▶ [Exercise details] Using the records provided below, locate and copy each line that contains the word "CaseSection".

__________________________________________________

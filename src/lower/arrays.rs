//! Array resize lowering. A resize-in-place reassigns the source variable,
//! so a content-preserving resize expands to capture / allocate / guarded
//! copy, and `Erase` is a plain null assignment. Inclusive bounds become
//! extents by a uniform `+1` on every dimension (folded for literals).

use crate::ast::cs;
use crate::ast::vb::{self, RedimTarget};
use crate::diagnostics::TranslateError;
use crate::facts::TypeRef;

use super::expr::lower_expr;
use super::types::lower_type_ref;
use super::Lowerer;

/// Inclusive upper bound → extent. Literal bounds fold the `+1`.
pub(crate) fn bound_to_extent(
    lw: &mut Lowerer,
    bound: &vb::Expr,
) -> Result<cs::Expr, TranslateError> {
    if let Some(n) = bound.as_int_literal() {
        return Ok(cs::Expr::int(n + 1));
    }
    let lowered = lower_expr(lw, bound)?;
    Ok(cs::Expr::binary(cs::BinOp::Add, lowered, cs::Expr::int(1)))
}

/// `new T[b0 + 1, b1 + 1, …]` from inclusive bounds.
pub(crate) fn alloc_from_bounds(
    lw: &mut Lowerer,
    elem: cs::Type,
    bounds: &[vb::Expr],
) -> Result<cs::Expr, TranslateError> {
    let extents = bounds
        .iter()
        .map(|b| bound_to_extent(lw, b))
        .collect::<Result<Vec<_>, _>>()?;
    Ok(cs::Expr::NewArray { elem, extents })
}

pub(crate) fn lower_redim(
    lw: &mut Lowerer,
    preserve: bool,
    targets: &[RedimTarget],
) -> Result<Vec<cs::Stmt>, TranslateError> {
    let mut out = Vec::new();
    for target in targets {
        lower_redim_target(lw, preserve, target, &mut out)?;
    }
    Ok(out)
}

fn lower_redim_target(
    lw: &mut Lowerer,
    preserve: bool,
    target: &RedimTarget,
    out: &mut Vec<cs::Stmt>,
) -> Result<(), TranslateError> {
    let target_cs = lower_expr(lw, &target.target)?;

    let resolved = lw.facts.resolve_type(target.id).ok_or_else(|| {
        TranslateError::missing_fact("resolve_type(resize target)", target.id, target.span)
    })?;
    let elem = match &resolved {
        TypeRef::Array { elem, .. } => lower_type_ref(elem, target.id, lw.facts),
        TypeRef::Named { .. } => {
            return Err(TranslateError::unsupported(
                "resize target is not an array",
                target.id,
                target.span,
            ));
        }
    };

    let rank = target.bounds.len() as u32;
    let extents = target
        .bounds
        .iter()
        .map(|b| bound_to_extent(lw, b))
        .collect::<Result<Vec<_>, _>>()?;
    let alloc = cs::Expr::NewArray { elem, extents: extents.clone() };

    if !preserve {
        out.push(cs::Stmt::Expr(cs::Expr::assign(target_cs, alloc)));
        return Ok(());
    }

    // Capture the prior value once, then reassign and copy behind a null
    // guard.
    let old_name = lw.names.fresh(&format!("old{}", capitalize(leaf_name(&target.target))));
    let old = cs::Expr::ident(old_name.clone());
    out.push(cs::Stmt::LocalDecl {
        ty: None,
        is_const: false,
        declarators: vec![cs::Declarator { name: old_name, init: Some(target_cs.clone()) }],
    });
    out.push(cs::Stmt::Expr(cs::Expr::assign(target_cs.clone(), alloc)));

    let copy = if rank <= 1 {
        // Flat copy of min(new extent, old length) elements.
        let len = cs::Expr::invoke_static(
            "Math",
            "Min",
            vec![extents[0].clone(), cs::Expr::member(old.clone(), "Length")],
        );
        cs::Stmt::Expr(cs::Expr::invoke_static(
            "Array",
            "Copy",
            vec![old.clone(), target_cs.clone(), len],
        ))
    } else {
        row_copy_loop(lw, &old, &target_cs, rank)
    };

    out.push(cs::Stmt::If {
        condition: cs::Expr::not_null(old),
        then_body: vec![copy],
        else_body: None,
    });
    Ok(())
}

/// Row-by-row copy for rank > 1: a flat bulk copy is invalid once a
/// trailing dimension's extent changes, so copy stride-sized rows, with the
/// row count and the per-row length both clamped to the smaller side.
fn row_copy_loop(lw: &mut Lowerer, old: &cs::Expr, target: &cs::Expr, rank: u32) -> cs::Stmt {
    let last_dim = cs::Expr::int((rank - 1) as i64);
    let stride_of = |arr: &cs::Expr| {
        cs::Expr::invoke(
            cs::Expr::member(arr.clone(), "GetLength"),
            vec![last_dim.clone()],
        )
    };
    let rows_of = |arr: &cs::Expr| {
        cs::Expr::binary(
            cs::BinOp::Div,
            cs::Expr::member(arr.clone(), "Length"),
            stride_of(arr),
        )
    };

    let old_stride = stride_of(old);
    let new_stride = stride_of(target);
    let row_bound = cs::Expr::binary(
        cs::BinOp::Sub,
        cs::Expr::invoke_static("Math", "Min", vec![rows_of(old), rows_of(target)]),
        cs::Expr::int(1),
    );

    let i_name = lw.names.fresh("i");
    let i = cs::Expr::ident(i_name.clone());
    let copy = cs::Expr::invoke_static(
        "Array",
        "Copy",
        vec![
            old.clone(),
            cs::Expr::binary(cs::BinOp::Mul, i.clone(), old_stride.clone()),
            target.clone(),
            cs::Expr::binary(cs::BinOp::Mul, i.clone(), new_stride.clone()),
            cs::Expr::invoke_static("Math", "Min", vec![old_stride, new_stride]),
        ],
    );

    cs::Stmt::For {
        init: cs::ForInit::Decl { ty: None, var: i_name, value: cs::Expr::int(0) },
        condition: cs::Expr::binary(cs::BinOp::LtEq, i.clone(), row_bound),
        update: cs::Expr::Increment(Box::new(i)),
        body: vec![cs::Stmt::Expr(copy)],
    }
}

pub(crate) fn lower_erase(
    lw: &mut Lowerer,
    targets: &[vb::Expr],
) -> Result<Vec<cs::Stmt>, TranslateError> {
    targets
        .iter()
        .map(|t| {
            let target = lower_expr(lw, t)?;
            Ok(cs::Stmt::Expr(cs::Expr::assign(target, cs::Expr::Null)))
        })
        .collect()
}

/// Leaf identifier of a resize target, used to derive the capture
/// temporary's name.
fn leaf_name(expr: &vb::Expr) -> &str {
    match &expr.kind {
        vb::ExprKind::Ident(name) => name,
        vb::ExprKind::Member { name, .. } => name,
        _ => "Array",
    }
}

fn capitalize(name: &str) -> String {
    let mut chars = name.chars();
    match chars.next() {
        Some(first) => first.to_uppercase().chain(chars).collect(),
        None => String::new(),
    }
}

__________________________________________________

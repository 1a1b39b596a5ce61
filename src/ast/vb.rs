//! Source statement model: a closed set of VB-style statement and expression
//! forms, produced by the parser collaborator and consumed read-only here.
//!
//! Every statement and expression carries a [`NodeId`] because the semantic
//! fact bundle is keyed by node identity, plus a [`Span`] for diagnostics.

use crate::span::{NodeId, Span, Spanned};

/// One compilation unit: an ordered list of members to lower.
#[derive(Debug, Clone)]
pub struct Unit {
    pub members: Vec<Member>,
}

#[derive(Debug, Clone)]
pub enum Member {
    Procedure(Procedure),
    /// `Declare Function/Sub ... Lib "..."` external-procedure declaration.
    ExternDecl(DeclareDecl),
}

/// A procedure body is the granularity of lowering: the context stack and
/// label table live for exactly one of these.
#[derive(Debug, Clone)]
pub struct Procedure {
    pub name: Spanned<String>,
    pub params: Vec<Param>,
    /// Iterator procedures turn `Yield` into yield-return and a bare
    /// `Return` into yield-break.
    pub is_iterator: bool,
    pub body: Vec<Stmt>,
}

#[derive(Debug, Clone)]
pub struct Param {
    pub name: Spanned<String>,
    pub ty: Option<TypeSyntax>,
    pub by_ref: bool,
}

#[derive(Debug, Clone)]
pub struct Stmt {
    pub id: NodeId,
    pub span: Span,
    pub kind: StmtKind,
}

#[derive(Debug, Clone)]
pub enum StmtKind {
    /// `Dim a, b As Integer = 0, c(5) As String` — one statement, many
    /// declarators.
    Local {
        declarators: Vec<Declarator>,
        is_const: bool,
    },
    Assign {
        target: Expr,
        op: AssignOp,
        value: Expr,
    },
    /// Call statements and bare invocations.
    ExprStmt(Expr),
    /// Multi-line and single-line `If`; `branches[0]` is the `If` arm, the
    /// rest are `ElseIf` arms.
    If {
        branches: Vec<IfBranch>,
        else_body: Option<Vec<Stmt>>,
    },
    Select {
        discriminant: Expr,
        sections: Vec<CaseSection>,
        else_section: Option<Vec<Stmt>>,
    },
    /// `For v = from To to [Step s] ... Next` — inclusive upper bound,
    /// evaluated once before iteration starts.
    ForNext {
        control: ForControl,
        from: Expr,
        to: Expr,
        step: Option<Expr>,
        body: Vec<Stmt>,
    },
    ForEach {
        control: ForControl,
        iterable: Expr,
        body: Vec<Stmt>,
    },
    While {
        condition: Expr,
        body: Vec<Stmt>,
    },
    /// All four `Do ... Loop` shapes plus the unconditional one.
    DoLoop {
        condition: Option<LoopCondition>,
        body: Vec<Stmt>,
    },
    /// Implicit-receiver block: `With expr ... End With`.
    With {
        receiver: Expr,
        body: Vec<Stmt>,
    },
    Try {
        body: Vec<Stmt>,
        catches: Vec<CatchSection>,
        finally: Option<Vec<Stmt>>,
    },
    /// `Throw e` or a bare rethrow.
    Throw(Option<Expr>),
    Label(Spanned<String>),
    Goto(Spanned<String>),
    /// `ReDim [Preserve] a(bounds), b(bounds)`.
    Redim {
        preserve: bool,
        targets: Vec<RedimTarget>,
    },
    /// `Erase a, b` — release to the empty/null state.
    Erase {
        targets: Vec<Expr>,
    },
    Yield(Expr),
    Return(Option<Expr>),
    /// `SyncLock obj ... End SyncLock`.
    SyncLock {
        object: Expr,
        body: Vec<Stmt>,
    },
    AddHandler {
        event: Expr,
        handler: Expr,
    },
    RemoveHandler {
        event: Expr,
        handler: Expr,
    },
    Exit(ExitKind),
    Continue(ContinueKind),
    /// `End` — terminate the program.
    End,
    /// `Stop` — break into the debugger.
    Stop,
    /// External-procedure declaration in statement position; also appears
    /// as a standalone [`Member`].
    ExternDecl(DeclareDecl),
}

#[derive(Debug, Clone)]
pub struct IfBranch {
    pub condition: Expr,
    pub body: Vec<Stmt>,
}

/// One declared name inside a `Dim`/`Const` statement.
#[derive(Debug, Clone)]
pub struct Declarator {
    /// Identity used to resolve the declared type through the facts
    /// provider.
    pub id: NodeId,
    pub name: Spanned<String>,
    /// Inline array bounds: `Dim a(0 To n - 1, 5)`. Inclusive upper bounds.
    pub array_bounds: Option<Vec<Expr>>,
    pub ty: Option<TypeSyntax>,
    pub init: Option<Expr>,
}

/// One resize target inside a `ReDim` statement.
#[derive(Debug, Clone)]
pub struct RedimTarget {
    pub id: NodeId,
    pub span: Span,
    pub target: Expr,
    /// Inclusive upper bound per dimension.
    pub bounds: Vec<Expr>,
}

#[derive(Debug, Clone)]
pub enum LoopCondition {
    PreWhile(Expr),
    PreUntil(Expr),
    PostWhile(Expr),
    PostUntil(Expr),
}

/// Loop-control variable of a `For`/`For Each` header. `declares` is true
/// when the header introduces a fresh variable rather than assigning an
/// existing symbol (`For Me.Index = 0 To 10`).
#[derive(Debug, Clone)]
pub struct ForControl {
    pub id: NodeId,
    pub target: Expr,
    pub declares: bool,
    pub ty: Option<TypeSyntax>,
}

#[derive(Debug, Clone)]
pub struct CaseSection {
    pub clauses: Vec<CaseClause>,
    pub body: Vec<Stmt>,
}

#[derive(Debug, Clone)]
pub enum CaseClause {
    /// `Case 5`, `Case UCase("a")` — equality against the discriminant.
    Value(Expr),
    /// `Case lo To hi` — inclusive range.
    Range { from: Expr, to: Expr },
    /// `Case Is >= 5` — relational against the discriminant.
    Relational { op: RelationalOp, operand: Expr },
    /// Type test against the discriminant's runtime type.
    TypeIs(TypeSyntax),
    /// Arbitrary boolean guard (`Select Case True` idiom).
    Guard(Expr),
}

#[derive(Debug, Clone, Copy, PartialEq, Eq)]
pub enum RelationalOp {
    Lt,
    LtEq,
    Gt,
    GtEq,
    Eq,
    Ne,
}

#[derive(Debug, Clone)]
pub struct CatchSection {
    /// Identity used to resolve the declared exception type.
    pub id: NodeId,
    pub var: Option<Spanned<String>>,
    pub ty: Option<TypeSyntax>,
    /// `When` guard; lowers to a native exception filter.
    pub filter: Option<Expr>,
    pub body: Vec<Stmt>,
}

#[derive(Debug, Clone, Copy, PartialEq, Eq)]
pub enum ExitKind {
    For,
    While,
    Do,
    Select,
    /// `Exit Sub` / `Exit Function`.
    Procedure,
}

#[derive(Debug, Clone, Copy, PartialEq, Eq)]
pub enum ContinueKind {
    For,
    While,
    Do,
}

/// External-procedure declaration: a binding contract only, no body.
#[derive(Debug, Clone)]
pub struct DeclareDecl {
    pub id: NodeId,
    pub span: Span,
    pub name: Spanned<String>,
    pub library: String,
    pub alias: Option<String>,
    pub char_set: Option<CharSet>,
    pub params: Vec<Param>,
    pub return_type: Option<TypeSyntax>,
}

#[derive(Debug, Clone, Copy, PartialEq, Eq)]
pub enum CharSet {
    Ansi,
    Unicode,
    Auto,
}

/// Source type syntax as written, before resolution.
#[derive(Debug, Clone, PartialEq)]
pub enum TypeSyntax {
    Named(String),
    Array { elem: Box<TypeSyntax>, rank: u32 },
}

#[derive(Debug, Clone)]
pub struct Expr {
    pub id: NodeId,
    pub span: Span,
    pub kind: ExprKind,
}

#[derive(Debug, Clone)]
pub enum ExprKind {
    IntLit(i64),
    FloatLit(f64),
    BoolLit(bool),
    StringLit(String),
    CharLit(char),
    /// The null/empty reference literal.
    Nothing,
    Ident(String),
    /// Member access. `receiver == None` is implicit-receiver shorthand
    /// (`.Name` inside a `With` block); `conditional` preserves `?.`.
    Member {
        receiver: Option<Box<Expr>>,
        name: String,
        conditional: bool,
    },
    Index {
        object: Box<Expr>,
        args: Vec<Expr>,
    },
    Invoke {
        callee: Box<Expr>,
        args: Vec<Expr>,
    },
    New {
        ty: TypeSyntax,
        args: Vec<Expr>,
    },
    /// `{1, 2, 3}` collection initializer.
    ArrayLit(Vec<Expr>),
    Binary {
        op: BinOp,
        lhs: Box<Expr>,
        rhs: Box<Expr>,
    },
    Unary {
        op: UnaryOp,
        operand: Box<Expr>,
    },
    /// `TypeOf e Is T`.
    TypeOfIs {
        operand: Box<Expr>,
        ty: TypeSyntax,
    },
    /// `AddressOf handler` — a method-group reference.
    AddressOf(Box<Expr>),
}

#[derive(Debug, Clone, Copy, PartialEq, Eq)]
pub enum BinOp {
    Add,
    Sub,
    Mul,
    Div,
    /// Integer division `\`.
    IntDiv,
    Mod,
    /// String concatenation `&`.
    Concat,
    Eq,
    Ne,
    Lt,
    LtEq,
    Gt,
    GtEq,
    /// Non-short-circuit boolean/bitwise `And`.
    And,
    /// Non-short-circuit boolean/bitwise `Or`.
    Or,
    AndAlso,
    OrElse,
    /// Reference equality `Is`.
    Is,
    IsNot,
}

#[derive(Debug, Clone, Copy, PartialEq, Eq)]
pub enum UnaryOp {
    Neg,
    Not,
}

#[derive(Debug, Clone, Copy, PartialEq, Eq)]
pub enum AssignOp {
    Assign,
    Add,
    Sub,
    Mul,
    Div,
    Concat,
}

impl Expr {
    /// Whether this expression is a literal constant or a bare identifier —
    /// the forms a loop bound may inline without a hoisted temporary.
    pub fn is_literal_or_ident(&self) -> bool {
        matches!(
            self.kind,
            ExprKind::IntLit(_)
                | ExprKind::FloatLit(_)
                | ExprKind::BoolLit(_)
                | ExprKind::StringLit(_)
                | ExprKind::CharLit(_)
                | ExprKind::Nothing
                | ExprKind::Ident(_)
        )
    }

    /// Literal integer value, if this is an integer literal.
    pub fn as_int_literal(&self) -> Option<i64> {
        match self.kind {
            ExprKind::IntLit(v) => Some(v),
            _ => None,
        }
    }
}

__________________________________________________

▶ [Worked solution]
        sections: Vec<CaseSection>,
pub struct CaseSection {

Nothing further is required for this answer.